*** Provided records Section Begins ***

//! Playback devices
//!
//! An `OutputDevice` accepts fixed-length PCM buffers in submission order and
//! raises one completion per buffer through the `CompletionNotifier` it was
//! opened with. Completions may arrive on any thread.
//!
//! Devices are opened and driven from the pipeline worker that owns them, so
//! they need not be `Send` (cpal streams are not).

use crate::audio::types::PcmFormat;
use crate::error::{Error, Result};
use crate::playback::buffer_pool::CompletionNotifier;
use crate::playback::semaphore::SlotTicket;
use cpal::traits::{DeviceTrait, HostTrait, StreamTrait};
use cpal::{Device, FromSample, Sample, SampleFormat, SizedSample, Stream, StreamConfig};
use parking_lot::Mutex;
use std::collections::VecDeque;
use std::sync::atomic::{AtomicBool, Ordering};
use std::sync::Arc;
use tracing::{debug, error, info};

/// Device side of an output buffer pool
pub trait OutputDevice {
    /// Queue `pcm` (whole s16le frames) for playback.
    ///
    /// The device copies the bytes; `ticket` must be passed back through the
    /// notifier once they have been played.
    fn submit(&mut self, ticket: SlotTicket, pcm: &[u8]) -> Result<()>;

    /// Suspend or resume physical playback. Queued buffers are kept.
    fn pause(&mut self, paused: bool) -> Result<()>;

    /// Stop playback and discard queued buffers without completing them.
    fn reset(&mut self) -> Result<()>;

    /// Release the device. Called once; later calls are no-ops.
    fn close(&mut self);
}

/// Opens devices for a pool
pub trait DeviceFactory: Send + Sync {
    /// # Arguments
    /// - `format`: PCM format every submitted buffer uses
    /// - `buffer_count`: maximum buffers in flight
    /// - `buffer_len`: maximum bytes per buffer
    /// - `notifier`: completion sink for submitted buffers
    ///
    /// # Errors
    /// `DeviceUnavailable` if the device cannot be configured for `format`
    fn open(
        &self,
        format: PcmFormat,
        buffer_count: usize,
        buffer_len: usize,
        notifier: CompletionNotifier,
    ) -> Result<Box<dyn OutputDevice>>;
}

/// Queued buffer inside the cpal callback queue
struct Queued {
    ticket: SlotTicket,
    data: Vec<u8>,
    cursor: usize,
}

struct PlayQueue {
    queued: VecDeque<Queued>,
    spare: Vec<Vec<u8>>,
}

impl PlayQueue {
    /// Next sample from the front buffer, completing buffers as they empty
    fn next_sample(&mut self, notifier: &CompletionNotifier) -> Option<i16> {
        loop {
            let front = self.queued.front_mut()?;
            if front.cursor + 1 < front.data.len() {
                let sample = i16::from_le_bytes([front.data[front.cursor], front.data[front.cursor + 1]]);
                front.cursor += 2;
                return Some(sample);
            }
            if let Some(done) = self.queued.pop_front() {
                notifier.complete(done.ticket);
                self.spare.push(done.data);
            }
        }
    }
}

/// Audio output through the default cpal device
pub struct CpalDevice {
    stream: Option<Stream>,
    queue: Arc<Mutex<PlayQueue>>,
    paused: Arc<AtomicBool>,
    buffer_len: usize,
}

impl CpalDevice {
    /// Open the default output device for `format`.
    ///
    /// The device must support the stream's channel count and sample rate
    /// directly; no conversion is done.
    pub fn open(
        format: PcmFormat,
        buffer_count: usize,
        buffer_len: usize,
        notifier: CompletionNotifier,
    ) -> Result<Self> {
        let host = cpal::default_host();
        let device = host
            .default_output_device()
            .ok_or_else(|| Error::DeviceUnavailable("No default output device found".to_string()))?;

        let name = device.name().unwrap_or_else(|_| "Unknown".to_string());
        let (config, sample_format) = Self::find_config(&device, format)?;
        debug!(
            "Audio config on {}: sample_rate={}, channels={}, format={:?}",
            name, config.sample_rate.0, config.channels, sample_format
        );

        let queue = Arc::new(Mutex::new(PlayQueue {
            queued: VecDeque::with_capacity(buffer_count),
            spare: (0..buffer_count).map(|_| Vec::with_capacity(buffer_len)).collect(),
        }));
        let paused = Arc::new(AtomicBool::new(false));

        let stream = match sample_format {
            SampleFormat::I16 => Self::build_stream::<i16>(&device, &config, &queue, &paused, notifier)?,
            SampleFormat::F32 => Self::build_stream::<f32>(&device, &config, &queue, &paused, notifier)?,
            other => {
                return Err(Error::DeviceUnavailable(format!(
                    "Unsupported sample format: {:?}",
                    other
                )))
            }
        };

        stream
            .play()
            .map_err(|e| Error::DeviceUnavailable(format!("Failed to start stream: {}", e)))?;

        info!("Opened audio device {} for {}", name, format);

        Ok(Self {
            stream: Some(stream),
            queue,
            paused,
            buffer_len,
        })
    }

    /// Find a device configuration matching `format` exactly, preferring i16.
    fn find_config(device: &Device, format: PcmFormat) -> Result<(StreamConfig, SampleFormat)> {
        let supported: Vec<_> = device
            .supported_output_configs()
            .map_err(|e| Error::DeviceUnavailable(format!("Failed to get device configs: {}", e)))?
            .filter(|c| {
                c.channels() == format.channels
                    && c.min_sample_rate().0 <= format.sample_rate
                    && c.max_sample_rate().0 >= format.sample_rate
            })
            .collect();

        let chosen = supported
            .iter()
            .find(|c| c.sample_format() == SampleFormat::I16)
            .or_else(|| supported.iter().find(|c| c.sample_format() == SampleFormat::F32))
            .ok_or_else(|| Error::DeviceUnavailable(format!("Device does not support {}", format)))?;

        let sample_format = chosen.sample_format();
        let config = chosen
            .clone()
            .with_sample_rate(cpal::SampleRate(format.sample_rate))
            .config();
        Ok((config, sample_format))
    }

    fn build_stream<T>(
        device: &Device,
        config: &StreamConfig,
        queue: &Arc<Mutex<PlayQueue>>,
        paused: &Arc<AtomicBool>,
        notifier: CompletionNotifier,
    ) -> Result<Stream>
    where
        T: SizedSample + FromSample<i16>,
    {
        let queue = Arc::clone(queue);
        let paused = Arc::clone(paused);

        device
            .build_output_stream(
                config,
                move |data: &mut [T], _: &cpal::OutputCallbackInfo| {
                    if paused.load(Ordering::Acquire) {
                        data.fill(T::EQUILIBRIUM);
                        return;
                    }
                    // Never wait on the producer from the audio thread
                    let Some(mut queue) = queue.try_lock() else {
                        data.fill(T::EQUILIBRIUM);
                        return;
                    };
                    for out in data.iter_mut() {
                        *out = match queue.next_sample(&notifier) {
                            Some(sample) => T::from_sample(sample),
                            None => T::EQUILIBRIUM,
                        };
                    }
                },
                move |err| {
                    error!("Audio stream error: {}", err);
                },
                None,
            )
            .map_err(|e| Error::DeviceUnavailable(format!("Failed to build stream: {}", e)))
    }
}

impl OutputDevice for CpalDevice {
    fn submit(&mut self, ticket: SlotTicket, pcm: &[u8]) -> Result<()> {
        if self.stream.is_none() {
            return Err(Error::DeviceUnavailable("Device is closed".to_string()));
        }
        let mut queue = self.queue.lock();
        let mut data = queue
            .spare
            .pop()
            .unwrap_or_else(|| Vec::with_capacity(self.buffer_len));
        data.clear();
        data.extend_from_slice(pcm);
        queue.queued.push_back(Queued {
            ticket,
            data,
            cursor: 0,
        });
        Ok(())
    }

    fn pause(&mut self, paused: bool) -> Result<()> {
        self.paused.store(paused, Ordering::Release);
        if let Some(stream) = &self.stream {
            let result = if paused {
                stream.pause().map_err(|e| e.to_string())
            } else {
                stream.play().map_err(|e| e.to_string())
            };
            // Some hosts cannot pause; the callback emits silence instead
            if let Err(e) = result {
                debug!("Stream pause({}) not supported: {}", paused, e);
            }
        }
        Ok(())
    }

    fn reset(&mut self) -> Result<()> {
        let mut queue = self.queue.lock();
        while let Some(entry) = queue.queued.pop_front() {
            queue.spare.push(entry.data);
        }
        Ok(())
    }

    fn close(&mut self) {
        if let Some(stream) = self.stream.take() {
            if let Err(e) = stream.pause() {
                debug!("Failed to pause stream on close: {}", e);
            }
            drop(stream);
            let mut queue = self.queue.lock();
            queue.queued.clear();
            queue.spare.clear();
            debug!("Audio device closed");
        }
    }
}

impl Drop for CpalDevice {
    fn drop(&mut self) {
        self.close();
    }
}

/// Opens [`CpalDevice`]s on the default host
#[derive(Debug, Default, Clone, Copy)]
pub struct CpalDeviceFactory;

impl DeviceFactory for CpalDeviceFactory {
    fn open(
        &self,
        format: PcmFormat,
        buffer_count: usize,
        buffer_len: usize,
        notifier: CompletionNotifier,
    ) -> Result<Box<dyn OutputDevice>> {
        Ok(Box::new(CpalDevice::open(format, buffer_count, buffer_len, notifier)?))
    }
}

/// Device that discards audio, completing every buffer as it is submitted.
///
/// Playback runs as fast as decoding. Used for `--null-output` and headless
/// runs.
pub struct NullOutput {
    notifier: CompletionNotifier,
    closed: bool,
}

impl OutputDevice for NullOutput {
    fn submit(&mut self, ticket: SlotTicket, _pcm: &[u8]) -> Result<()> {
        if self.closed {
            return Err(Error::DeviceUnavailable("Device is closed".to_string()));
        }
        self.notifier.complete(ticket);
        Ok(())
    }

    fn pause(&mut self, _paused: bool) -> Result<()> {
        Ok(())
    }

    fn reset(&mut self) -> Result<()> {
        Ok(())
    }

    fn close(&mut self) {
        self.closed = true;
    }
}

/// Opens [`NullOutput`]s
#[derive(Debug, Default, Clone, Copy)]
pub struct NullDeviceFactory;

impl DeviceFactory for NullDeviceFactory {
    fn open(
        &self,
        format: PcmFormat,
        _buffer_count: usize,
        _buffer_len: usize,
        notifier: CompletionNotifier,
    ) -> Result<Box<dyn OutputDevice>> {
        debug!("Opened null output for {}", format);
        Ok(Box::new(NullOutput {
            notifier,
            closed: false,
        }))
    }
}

*** Provided records Section Ends ***

Scan the data above; copy every line where "must" appears.

    /// The device copies the bytes; `ticket` must be passed back through the
    /// The device must support the stream's channel count and sample rate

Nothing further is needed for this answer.